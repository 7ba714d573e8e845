pub mod budget;
pub mod password;
pub mod token;
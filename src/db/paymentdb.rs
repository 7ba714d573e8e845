use async_trait::async_trait;
use uuid::Uuid;

use super::db::DBClient;
use crate::models::jobmodel::Payment;

const PAYMENT_COLUMNS: &str = r#"
    id, job_id, proposal_id, customer_id, pro_id,
    amount_cents, platform_fee_cents, pro_payout_cents,
    status, paid_at, released_at
"#;

#[async_trait]
pub trait PaymentExt {
    #[allow(clippy::too_many_arguments)]
    async fn create_payment_tx(
        &self,
        tx: &mut sqlx::Transaction<'_, sqlx::Postgres>,
        job_id: Uuid,
        proposal_id: Uuid,
        customer_id: Uuid,
        pro_id: Uuid,
        amount_cents: i64,
        platform_fee_cents: i64,
        pro_payout_cents: i64,
    ) -> Result<Payment, sqlx::Error>;

    async fn get_payment_by_job_id(&self, job_id: Uuid) -> Result<Option<Payment>, sqlx::Error>;

    async fn release_payment_tx(
        &self,
        tx: &mut sqlx::Transaction<'_, sqlx::Postgres>,
        payment_id: Uuid,
    ) -> Result<Payment, sqlx::Error>;
}

#[async_trait]
impl PaymentExt for DBClient {
    async fn create_payment_tx(
        &self,
        tx: &mut sqlx::Transaction<'_, sqlx::Postgres>,
        job_id: Uuid,
        proposal_id: Uuid,
        customer_id: Uuid,
        pro_id: Uuid,
        amount_cents: i64,
        platform_fee_cents: i64,
        pro_payout_cents: i64,
    ) -> Result<Payment, sqlx::Error> {
        let query = format!(
            r#"
            INSERT INTO payments
            (job_id, proposal_id, customer_id, pro_id, amount_cents, platform_fee_cents, pro_payout_cents, status, paid_at)
            VALUES ($1, $2, $3, $4, $5, $6, $7, 'held', NOW())
            RETURNING {PAYMENT_COLUMNS}
            "#
        );

        sqlx::query_as::<_, Payment>(&query)
            .bind(job_id)
            .bind(proposal_id)
            .bind(customer_id)
            .bind(pro_id)
            .bind(amount_cents)
            .bind(platform_fee_cents)
            .bind(pro_payout_cents)
            .fetch_one(&mut **tx)
            .await
    }

    async fn get_payment_by_job_id(&self, job_id: Uuid) -> Result<Option<Payment>, sqlx::Error> {
        let query = format!("SELECT {PAYMENT_COLUMNS} FROM payments WHERE job_id = $1");

        sqlx::query_as::<_, Payment>(&query)
            .bind(job_id)
            .fetch_optional(&self.pool)
            .await
    }

    async fn release_payment_tx(
        &self,
        tx: &mut sqlx::Transaction<'_, sqlx::Postgres>,
        payment_id: Uuid,
    ) -> Result<Payment, sqlx::Error> {
        let query = format!(
            r#"
            UPDATE payments
            SET status = 'released', released_at = NOW()
            WHERE id = $1 AND status = 'held'
            RETURNING {PAYMENT_COLUMNS}
            "#
        );

        sqlx::query_as::<_, Payment>(&query)
            .bind(payment_id)
            .fetch_one(&mut **tx)
            .await
    }
}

====================

> [To do]: The line containing "FROM payments WHERE" marks the end: copy exactly every line from the top of the data above down to it, that line included.

> [Answer]:
repository 7ba714d573e8e845
pub mod budget;
pub mod password;
pub mod token;
filename src/db/paymentdb.rs
repository 7ba714d573e8e845
use async_trait::async_trait;
use uuid::Uuid;

use super::db::DBClient;
use crate::models::jobmodel::Payment;

const PAYMENT_COLUMNS: &str = r#"
    id, job_id, proposal_id, customer_id, pro_id,
    amount_cents, platform_fee_cents, pro_payout_cents,
    status, paid_at, released_at
"#;

#[async_trait]
pub trait PaymentExt {
    #[allow(clippy::too_many_arguments)]
    async fn create_payment_tx(
        &self,
        tx: &mut sqlx::Transaction<'_, sqlx::Postgres>,
        job_id: Uuid,
        proposal_id: Uuid,
        customer_id: Uuid,
        pro_id: Uuid,
        amount_cents: i64,
        platform_fee_cents: i64,
        pro_payout_cents: i64,
    ) -> Result<Payment, sqlx::Error>;

    async fn get_payment_by_job_id(&self, job_id: Uuid) -> Result<Option<Payment>, sqlx::Error>;

    async fn release_payment_tx(
        &self,
        tx: &mut sqlx::Transaction<'_, sqlx::Postgres>,
        payment_id: Uuid,
    ) -> Result<Payment, sqlx::Error>;
}

#[async_trait]
impl PaymentExt for DBClient {
    async fn create_payment_tx(
        &self,
        tx: &mut sqlx::Transaction<'_, sqlx::Postgres>,
        job_id: Uuid,
        proposal_id: Uuid,
        customer_id: Uuid,
        pro_id: Uuid,
        amount_cents: i64,
        platform_fee_cents: i64,
        pro_payout_cents: i64,
    ) -> Result<Payment, sqlx::Error> {
        let query = format!(
            r#"
            INSERT INTO payments
            (job_id, proposal_id, customer_id, pro_id, amount_cents, platform_fee_cents, pro_payout_cents, status, paid_at)
            VALUES ($1, $2, $3, $4, $5, $6, $7, 'held', NOW())
            RETURNING {PAYMENT_COLUMNS}
            "#
        );

        sqlx::query_as::<_, Payment>(&query)
            .bind(job_id)
            .bind(proposal_id)
            .bind(customer_id)
            .bind(pro_id)
            .bind(amount_cents)
            .bind(platform_fee_cents)
            .bind(pro_payout_cents)
            .fetch_one(&mut **tx)
            .await
    }

    async fn get_payment_by_job_id(&self, job_id: Uuid) -> Result<Option<Payment>, sqlx::Error> {
        let query = format!("SELECT {PAYMENT_COLUMNS} FROM payments WHERE job_id = $1");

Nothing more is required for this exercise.